Reacting to Feedback
The Flexibility Act is welcome news to the numerous small businesses seeking financial relief who felt restricted by the PPP’s original rules, such as limits on how the funds could be used and the time period in which the expenses must be incurred, with primary complaints of the PPP surrounding the “forgiveness period,” an eight-week period beginning on the day funds are disbursed and during which certain expenses must be incurred to qualify for loan forgiveness (many businesses are unable to become fully operational during the eight-week period due to government shutdowns or other pandemic-related issues). The Flexibility Act addresses this concern by extending the forgiveness period from eight weeks to 24 weeks, or December 31, 2020, with the option for pre-Act recipients to retain the original eight-week period if that fit their business needs.
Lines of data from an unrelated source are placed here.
// JSON-RPC transport layer implementation
// This file implements the EVM JSON-RPC client and the node-backed signer
// that broadcasts payouts from an account held by the node
//
// Numan Thabit 2025 Nov

use crate::errors::PayoutError;
use crate::metrics::{REQ_ERRORS, REQ_LATENCY};
use crate::networks::NetworkId;
use crate::signing::{erc20_balance_of_data, SigningCapability, TxReceipt, TxRequest};
use async_trait::async_trait;
use backoff::{future::retry, ExponentialBackoff};
use reqwest::Client;
use serde::de::DeserializeOwned;
use serde::Deserialize;
use serde_json::json;
use std::time::Duration;
use tracing::debug;

#[derive(Debug, Clone)]
pub struct JsonRpc {
    http: Client,
    url: String,
}

#[derive(Debug, Clone, Deserialize)]
#[serde(rename_all = "camelCase")]
pub struct RpcReceipt {
    pub transaction_hash: String,
    #[serde(default)]
    pub status: Option<String>,
    #[serde(default)]
    pub block_number: Option<String>,
}

fn parse_quantity(raw: &str) -> Result<u128, PayoutError> {
    let digits = raw.trim_start_matches("0x");
    if digits.is_empty() {
        return Ok(0);
    }
    u128::from_str_radix(digits, 16)
        .map_err(|e| PayoutError::Provider(format!("bad quantity {raw}: {e}")))
}

impl JsonRpc {
    pub fn new(url: impl Into<String>) -> Self {
        Self {
            http: Client::new(),
            url: url.into(),
        }
    }

    pub fn endpoint(&self) -> &str {
        &self.url
    }

    async fn call<T: DeserializeOwned>(
        &self,
        method: &'static str,
        params: serde_json::Value,
    ) -> Result<T, PayoutError> {
        let _timer = REQ_LATENCY.with_label_values(&["jsonrpc", method]).start_timer();
        let payload = json!({
            "jsonrpc": "2.0",
            "id": 1,
            "method": method,
            "params": params,
        });
        let result = self.send(&payload).await;
        if result.is_err() {
            REQ_ERRORS.with_label_values(&["jsonrpc", method]).inc();
        }
        let value = result?;
        serde_json::from_value(value)
            .map_err(|e| PayoutError::Provider(format!("decode {method} result: {e}")))
    }

    async fn send(&self, payload: &serde_json::Value) -> Result<serde_json::Value, PayoutError> {
        let resp = self
            .http
            .post(&self.url)
            .json(payload)
            .send()
            .await
            .map_err(|e| PayoutError::Transport(format!("jsonrpc send: {e}")))?;
        if !resp.status().is_success() {
            return Err(PayoutError::Provider(format!("http {}", resp.status())));
        }
        let mut body: serde_json::Value = resp
            .json()
            .await
            .map_err(|e| PayoutError::Transport(format!("json parse: {e}")))?;
        let reply = body
            .as_object_mut()
            .ok_or_else(|| PayoutError::Provider("non-object JSON-RPC reply".into()))?;
        if let Some(err) = reply.get("error") {
            let message = err
                .get("message")
                .and_then(|m| m.as_str())
                .map(str::to_string)
                .unwrap_or_else(|| err.to_string());
            return Err(PayoutError::Provider(message));
        }
        Ok(reply.remove("result").unwrap_or(serde_json::Value::Null))
    }

    pub async fn chain_id(&self) -> Result<u64, PayoutError> {
        let raw: String = self.call("eth_chainId", json!([])).await?;
        let id = parse_quantity(&raw)?;
        u64::try_from(id).map_err(|_| PayoutError::Provider(format!("chain id {raw} out of range")))
    }

    pub async fn accounts(&self) -> Result<Vec<String>, PayoutError> {
        self.call("eth_accounts", json!([])).await
    }

    pub async fn send_transaction(&self, from: &str, tx: &TxRequest) -> Result<String, PayoutError> {
        let mut params = json!({
            "from": from,
            "to": tx.to,
            "data": tx.data,
        });
        if let Some(value) = &tx.value {
            params["value"] = json!(value);
        }
        if let Some(gas) = &tx.gas_limit {
            params["gas"] = json!(gas);
        }
        self.call("eth_sendTransaction", json!([params])).await
    }

    pub async fn transaction_receipt(&self, tx_hash: &str) -> Result<Option<RpcReceipt>, PayoutError> {
        self.call("eth_getTransactionReceipt", json!([tx_hash])).await
    }

    /// ERC-20 balance of `owner` in base units.
    pub async fn token_balance(&self, token: &str, owner: &str) -> Result<u128, PayoutError> {
        let data = erc20_balance_of_data(owner)?;
        let raw: String = self
            .call("eth_call", json!([{ "to": token, "data": data }, "latest"]))
            .await?;
        parse_quantity(&raw)
    }
}

/// Signer backed by an account the JSON-RPC node manages (eth_sendTransaction).
#[derive(Debug, Clone)]
pub struct RpcSigner {
    rpc: JsonRpc,
    address: String,
    confirmation_timeout: Duration,
}

impl RpcSigner {
    pub fn new(rpc: JsonRpc, address: impl Into<String>, confirmation_timeout: Duration) -> Self {
        Self {
            rpc,
            address: address.into(),
            confirmation_timeout,
        }
    }
}

#[async_trait]
impl SigningCapability for RpcSigner {
    fn address(&self) -> &str {
        &self.address
    }

    async fn network(&self) -> Result<NetworkId, PayoutError> {
        NetworkId::from_chain_id(self.rpc.chain_id().await?)
    }

    async fn send_transaction(&self, tx: &TxRequest) -> Result<String, PayoutError> {
        let hash = self.rpc.send_transaction(&self.address, tx).await?;
        debug!(tx_hash = %hash, to = %tx.to, "transaction broadcast");
        Ok(hash)
    }

    async fn wait_for_receipt(&self, tx_hash: &str) -> Result<TxReceipt, PayoutError> {
        let backoff = ExponentialBackoff {
            initial_interval: Duration::from_secs(1).min(self.confirmation_timeout / 4),
            max_interval: Duration::from_secs(15),
            max_elapsed_time: Some(self.confirmation_timeout),
            multiplier: 1.5,
            ..Default::default()
        };

        let rpc = self.rpc.clone();
        let hash = tx_hash.to_string();
        let receipt = retry(backoff, || {
            let rpc = rpc.clone();
            let hash = hash.clone();
            async move {
                match rpc.transaction_receipt(&hash).await {
                    Ok(Some(receipt)) => Ok(receipt),
                    Ok(None) => Err(backoff::Error::transient(PayoutError::ExecutionFailure(
                        format!("confirmation for {hash} timed out"),
                    ))),
                    Err(err) => Err(backoff::Error::transient(err)),
                }
            }
        })
        .await?;

        let success = match receipt.status.as_deref() {
            Some(status) => parse_quantity(status)? == 1,
            // pre-byzantium receipts carry no status
            None => true,
        };
        let block_number = receipt
            .block_number
            .as_deref()
            .map(parse_quantity)
            .transpose()?
            .and_then(|n| u64::try_from(n).ok());

        Ok(TxReceipt {
            tx_hash: receipt.transaction_hash,
            success,
            block_number,
        })
    }
}

#[cfg(test)]
mod tests {
    use super::*;
    use axum::{extract::State, routing::post, Json, Router};
    use serde_json::Value;
    use std::collections::HashMap;
    use std::sync::Arc;

    const OWNER: &str = "0x00000000000000000000000000000000000000aa";

    type Replies = Arc<HashMap<&'static str, Value>>;

    async fn reply(State(replies): State<Replies>, Json(req): Json<Value>) -> Json<Value> {
        let method = req.get("method").and_then(Value::as_str).unwrap_or_default();
        Json(replies.get(method).cloned().unwrap_or(Value::Null))
    }

    /// Node on a local port answering each method with a fixed body.
    async fn node(replies: Vec<(&'static str, Value)>) -> JsonRpc {
        let app = Router::new()
            .route("/", post(reply))
            .with_state(Arc::new(replies.into_iter().collect::<HashMap<_, _>>()));
        let listener = tokio::net::TcpListener::bind("127.0.0.1:0").await.unwrap();
        let addr = listener.local_addr().unwrap();
        tokio::spawn(async move {
            axum::serve(listener, app).await.unwrap();
        });
        JsonRpc::new(format!("http://{addr}"))
    }

    fn result(value: Value) -> Value {
        json!({ "jsonrpc": "2.0", "id": 1, "result": value })
    }

    #[test]
    fn parses_hex_quantities() {
        assert_eq!(parse_quantity("0x89").unwrap(), 137);
        assert_eq!(parse_quantity("0x").unwrap(), 0);
        assert!(parse_quantity("0xzz").is_err());
    }

    #[test]
    fn decodes_receipt_fields() {
        let receipt: RpcReceipt = serde_json::from_value(json!({
            "transactionHash": "0xabc",
            "status": "0x0",
            "blockNumber": "0x10",
            "logs": []
        }))
        .unwrap();
        assert_eq!(receipt.status.as_deref(), Some("0x0"));
        assert_eq!(parse_quantity(receipt.block_number.as_deref().unwrap()).unwrap(), 16);
    }

    #[tokio::test]
    async fn non_object_reply_is_provider_error() {
        let rpc = node(vec![("eth_chainId", json!([])), ("eth_accounts", json!("ok"))]).await;
        assert!(matches!(
            rpc.chain_id().await,
            Err(PayoutError::Provider(msg)) if msg.contains("non-object")
        ));
        assert!(matches!(rpc.accounts().await, Err(PayoutError::Provider(_))));
    }

    #[tokio::test]
    async fn error_member_surfaces_its_message() {
        let rpc = node(vec![(
            "eth_chainId",
            json!({ "jsonrpc": "2.0", "id": 1, "error": { "code": -32000, "message": "header not found" } }),
        )])
        .await;
        assert_eq!(
            rpc.chain_id().await,
            Err(PayoutError::Provider("header not found".into()))
        );
    }

    #[tokio::test]
    async fn pending_receipt_times_out() {
        let rpc = node(vec![("eth_getTransactionReceipt", result(Value::Null))]).await;
        let signer = RpcSigner::new(rpc, OWNER, Duration::from_millis(200));
        let err = signer.wait_for_receipt("0xabc").await.unwrap_err();
        assert_eq!(
            err,
            PayoutError::ExecutionFailure("confirmation for 0xabc timed out".into())
        );
    }

    #[tokio::test]
    async fn zero_status_receipt_is_unsuccessful() {
        let rpc = node(vec![(
            "eth_getTransactionReceipt",
            result(json!({ "transactionHash": "0xabc", "status": "0x0", "blockNumber": "0x10" })),
        )])
        .await;
        let signer = RpcSigner::new(rpc, OWNER, Duration::from_secs(5));
        let receipt = signer.wait_for_receipt("0xabc").await.unwrap();
        assert!(!receipt.success);
        assert_eq!(receipt.block_number, Some(16));
    }

    #[tokio::test]
    async fn confirmed_receipt_and_missing_status() {
        let rpc = node(vec![(
            "eth_getTransactionReceipt",
            result(json!({ "transactionHash": "0xabc", "status": "0x1" })),
        )])
        .await;
        let signer = RpcSigner::new(rpc.clone(), OWNER, Duration::from_secs(5));
        let receipt = signer.wait_for_receipt("0xabc").await.unwrap();
        assert!(receipt.success);
        assert_eq!(receipt.block_number, None);

        let legacy = node(vec![(
            "eth_getTransactionReceipt",
            result(json!({ "transactionHash": "0xdef" })),
        )])
        .await;
        let signer = RpcSigner::new(legacy, OWNER, Duration::from_secs(5));
        assert!(signer.wait_for_receipt("0xdef").await.unwrap().success);
    }
}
Also related to loan forgiveness was a concern that 75% of the forgivable expenses be used for payroll costs during the forgiveness period. Businesses complained that their fixed costs did not decline during the pandemic, such as lease payments, while their payroll costs diminished as employees were laid off or furloughed due to a reduction in revenue. To help businesses with these other operating costs, the Flexibility Act decreased the amount of forgivable expenses tied to payroll costs to 60% from 75%.
The original PPP required borrowers to retain their full-time employee equivalent (FTE) count in order to receive the full loan forgiveness to incent employers to retain or rehire laid-off employees. Businesses found their efforts to rehire employees thwarted by the high unemployment benefits many former employees received under the CARES Act and the local shelter-in-place orders that impact restoration of operations to pre-pandemic levels. The original PPP reduced the forgiveness amount proportionally if the full FTE count was not restored by June 30, 2020. The Flexibility Act extends the time for borrowers to restore their FTE count to December 31, 2020 to enable borrowers an opportunity to obtain full loan forgiveness.
Navigating New Nuances
The Flexibility Act also added two new exceptions to the FTE count requirement. The first exception applies to situations in which an employer cannot find qualified employees though rehire efforts have been made. The second exception applies to situations in which the business cannot restore its operations to pre-pandemic levels due to government rules or guidance that impact operations. For example, a local order may limit the number of customers who can be seated in a restaurant, thus the required employee count will also be limited. Both exceptions are broadly written to allow employers to meet the FTE requirements for loan forgiveness.
Finally, the Flexibility Act altered the maturity date, deferment period and limits on employer payroll tax deferment. The maturity date for any loan is now a minimum of five years instead of two, and the deferment period is extended from six months to the date on which the borrower’s loan forgiveness amount is determined. The Flexibility Act also makes changes to the borrowers’ ability to take advantage of existing payroll tax deferrals under the CARES Act, which were unavailable to them previously. 50% of the employer’s share of payroll taxes may be deferred until 2021 with the remaining 50% deferred until 2022.
As SBA is issuing new rules and guidance on a rolling basis, borrowers may rely on the rules and guidance in place at the time of application and do not need to take any further action based on subsequent SBA releases. Borrowers whose applications have not yet been processed may, however, amend those applications based on new rules and guidance.
Putting it All Together
While the flexibility afforded by the Act is welcome news for PPP borrowers that struggled with the loan forgiveness requirements, there are still unanswered questions and clarifications that we would like addressed. We have updated our PPP FAQs to reflect the new legislation and will continue to provide updated information and guidance as it is released.